--- ABOUT THIS EXERCISE ---
Once the line with "pub fn total_available(&self)" is found in the entries below, repeat it and each following line exactly, up to and including the line with "pub fn can_fulfill(&self, quantity: u32)". Add no other lines.

--- ENTRIES PROVIDED ---
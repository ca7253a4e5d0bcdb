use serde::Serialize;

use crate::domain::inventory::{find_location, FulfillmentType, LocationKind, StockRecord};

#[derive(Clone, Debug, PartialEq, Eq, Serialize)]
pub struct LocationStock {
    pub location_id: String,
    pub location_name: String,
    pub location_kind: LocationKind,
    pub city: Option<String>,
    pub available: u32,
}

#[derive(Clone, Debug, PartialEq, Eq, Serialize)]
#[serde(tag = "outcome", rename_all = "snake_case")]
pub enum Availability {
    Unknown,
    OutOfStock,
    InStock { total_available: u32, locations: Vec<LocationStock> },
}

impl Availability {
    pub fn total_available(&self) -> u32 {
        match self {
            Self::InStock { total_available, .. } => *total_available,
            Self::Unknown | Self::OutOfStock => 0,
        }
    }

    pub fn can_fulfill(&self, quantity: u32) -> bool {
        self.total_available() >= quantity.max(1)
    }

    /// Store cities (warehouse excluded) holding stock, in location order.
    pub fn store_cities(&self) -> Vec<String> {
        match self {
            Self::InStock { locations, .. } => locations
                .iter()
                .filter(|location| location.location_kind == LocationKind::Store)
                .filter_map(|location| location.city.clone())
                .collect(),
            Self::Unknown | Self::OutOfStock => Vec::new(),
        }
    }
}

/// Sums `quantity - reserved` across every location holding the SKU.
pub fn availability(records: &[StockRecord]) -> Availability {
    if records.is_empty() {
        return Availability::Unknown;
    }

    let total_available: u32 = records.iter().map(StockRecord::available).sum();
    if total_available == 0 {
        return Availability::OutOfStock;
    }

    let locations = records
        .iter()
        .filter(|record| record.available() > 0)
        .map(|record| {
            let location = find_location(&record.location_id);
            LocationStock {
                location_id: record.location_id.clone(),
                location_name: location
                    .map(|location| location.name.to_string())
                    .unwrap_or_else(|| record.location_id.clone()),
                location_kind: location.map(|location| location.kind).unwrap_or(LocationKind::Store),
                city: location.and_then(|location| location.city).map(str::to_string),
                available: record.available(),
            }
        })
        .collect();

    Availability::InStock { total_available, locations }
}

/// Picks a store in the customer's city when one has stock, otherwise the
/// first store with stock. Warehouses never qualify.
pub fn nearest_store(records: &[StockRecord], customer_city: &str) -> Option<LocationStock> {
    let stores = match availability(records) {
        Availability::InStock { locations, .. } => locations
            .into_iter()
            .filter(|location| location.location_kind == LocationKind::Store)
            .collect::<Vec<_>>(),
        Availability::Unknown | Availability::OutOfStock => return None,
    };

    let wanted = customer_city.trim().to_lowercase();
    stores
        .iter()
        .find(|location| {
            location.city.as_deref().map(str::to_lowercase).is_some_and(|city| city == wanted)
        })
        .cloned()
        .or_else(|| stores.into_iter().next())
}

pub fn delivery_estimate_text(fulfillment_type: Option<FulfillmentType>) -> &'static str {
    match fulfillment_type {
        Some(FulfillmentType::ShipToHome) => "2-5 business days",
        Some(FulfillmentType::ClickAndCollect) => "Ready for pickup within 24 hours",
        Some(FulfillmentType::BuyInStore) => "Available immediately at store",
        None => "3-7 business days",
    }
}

--- COMPLETED TASK ---
    pub fn total_available(&self) -> u32 {
        match self {
            Self::InStock { total_available, .. } => *total_available,
            Self::Unknown | Self::OutOfStock => 0,
        }
    }

    pub fn can_fulfill(&self, quantity: u32) -> bool {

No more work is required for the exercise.